*** Opening EXERCISE DATA ***
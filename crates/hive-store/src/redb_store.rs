//! Durable Document Store
//!
//! JSON documents in a single redb table, keyed by
//! `scope \u{1f} collection \u{1f} id` so one prefix range covers a
//! collection. find-one-and-update runs inside one write transaction,
//! which is what makes it atomic with respect to other writers.

use std::path::Path;

use redb::{Database, ReadableTable, TableDefinition};

use hive_query::{Document, apply_update, matches};

use crate::StoreResult;
use crate::docs::{DocStore, ensure_id};

const DOCUMENTS: TableDefinition<&str, &[u8]> = TableDefinition::new("documents");

const SEP: char = '\u{1f}';

/// Document store backed by a redb database file.
pub struct RedbStore {
    db: Database,
}

impl RedbStore {
    /// Open (or create) the database at `path`.
    pub fn open(path: impl AsRef<Path>) -> StoreResult<Self> {
        let path = path.as_ref();
        let db = Database::create(path)?;
        // Create the table up front so reads never see a missing table.
        let txn = db.begin_write()?;
        txn.open_table(DOCUMENTS)?;
        txn.commit()?;
        tracing::debug!(path = %path.display(), "document store opened");
        Ok(Self { db })
    }

    fn key(scope: &str, collection: &str, id: &str) -> String {
        format!("{scope}{SEP}{collection}{SEP}{id}")
    }

    fn prefix(scope: &str, collection: &str) -> String {
        format!("{scope}{SEP}{collection}{SEP}")
    }
}

impl DocStore for RedbStore {
    fn list(&self, scope: &str, collection: &str) -> StoreResult<Vec<Document>> {
        let txn = self.db.begin_read()?;
        let table = txn.open_table(DOCUMENTS)?;
        let prefix = Self::prefix(scope, collection);

        let mut docs = Vec::new();
        for item in table.range(prefix.as_str()..)? {
            let (key, value) = item?;
            if !key.value().starts_with(&prefix) {
                break;
            }
            docs.push(serde_json::from_slice(value.value())?);
        }
        Ok(docs)
    }

    fn get(&self, scope: &str, collection: &str, id: &str) -> StoreResult<Option<Document>> {
        let txn = self.db.begin_read()?;
        let table = txn.open_table(DOCUMENTS)?;
        let key = Self::key(scope, collection, id);
        match table.get(key.as_str())? {
            Some(value) => Ok(Some(serde_json::from_slice(value.value())?)),
            None => Ok(None),
        }
    }

    fn insert(&self, scope: &str, collection: &str, doc: Document) -> StoreResult<Document> {
        let (doc, id) = ensure_id(doc);
        let payload = serde_json::to_vec(&doc)?;
        let key = Self::key(scope, collection, &id);

        let txn = self.db.begin_write()?;
        {
            let mut table = txn.open_table(DOCUMENTS)?;
            table.insert(key.as_str(), payload.as_slice())?;
        }
        txn.commit()?;
        Ok(doc)
    }

    fn replace(&self, scope: &str, collection: &str, id: &str, doc: Document) -> StoreResult<bool> {
        let key = Self::key(scope, collection, id);
        let mut doc = doc;
        doc.insert(
            crate::docs::ID_FIELD.to_string(),
            serde_json::Value::String(id.to_string()),
        );
        let payload = serde_json::to_vec(&doc)?;

        let txn = self.db.begin_write()?;
        let existed;
        {
            let mut table = txn.open_table(DOCUMENTS)?;
            existed = table.get(key.as_str())?.is_some();
            if existed {
                table.insert(key.as_str(), payload.as_slice())?;
            }
        }
        txn.commit()?;
        Ok(existed)
    }

    fn remove(&self, scope: &str, collection: &str, id: &str) -> StoreResult<bool> {
        let key = Self::key(scope, collection, id);
        let txn = self.db.begin_write()?;
        let existed;
        {
            let mut table = txn.open_table(DOCUMENTS)?;
            existed = table.remove(key.as_str())?.is_some();
        }
        txn.commit()?;
        Ok(existed)
    }

    fn find_one_and_update(
        &self,
        scope: &str,
        collection: &str,
        filter: &Document,
        update: &Document,
        return_new: bool,
    ) -> StoreResult<Option<Document>> {
        let txn = self.db.begin_write()?;
        let result;
        {
            let mut table = txn.open_table(DOCUMENTS)?;
            let prefix = Self::prefix(scope, collection);

            let mut matched: Option<(String, Document)> = None;
            for item in table.range(prefix.as_str()..)? {
                let (key, value) = item?;
                if !key.value().starts_with(&prefix) {
                    break;
                }
                let doc: Document = serde_json::from_slice(value.value())?;
                if matches(&doc, filter) {
                    matched = Some((key.value().to_string(), doc));
                    break;
                }
            }

            result = match matched {
                None => None,
                Some((key, previous)) => {
                    let updated = apply_update(&previous, update);
                    let payload = serde_json::to_vec(&updated)?;
                    table.insert(key.as_str(), payload.as_slice())?;
                    Some(if return_new { updated } else { previous })
                }
            };
        }
        txn.commit()?;
        Ok(result)
    }

    fn clear(&self, scope: &str, collection: &str) -> StoreResult<()> {
        let txn = self.db.begin_write()?;
        {
            let mut table = txn.open_table(DOCUMENTS)?;
            let prefix = Self::prefix(scope, collection);

            let mut keys = Vec::new();
            for item in table.range(prefix.as_str()..)? {
                let (key, _) = item?;
                if !key.value().starts_with(&prefix) {
                    break;
                }
                keys.push(key.value().to_string());
            }
            for key in keys {
                table.remove(key.as_str())?;
            }
        }
        txn.commit()?;
        Ok(())
    }
}

#[cfg(test)]
mod tests {
    use super::*;
    use crate::docs::document_id;
    use serde_json::json;

    fn doc(value: serde_json::Value) -> Document {
        match value {
            serde_json::Value::Object(map) => map,
            other => panic!("expected object, got {other:?}"),
        }
    }

    fn open_temp() -> (tempfile::TempDir, RedbStore) {
        let dir = tempfile::tempdir().unwrap();
        let store = RedbStore::open(dir.path().join("docs.redb")).unwrap();
        (dir, store)
    }

    #[test]
    fn roundtrip_and_scope_isolation() {
        let (_dir, store) = open_temp();
        let inserted = store.insert("p1", "tasks", doc(json!({"n": 1}))).unwrap();
        let id = document_id(&inserted).unwrap().to_string();

        assert_eq!(store.get("p1", "tasks", &id).unwrap().unwrap()["n"], json!(1));
        assert!(store.get("p2", "tasks", &id).unwrap().is_none());
        assert_eq!(store.list("p1", "tasks").unwrap().len(), 1);
        assert!(store.list("p1", "other").unwrap().is_empty());
    }

    #[test]
    fn replace_remove_clear() {
        let (_dir, store) = open_temp();
        let inserted = store.insert("p1", "tasks", doc(json!({"n": 1}))).unwrap();
        let id = document_id(&inserted).unwrap().to_string();

        assert!(store.replace("p1", "tasks", &id, doc(json!({"n": 2}))).unwrap());
        assert_eq!(store.get("p1", "tasks", &id).unwrap().unwrap()["n"], json!(2));
        assert!(!store.replace("p1", "tasks", "missing", doc(json!({}))).unwrap());

        assert!(store.remove("p1", "tasks", &id).unwrap());
        assert!(!store.remove("p1", "tasks", &id).unwrap());

        store.insert("p1", "tasks", doc(json!({"n": 3}))).unwrap();
        store.clear("p1", "tasks").unwrap();
        assert!(store.list("p1", "tasks").unwrap().is_empty());
    }

    #[test]
    fn find_one_and_update_is_applied_in_place() {
        let (_dir, store) = open_temp();
        store
            .insert("p1", "counters", doc(json!({"name": "hits", "count": 1})))
            .unwrap();

        let new = store
            .find_one_and_update(
                "p1",
                "counters",
                &doc(json!({"name": "hits"})),
                &doc(json!({"$inc": {"count": 1}})),
                true,
            )
            .unwrap()
            .unwrap();
        assert_eq!(new["count"], json!(2));

        let all = store.list("p1", "counters").unwrap();
        assert_eq!(all.len(), 1);
        assert_eq!(all[0]["count"], json!(2));
    }
}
*** Closing EXERCISE DATA ***
--- WHAT TO WORK ON ---
When a line of the records has the word "hits", pick it out and copy it.

--- RESPONSE ---
            .insert("p1", "counters", doc(json!({"name": "hits", "count": 1})))
                &doc(json!({"name": "hits"})),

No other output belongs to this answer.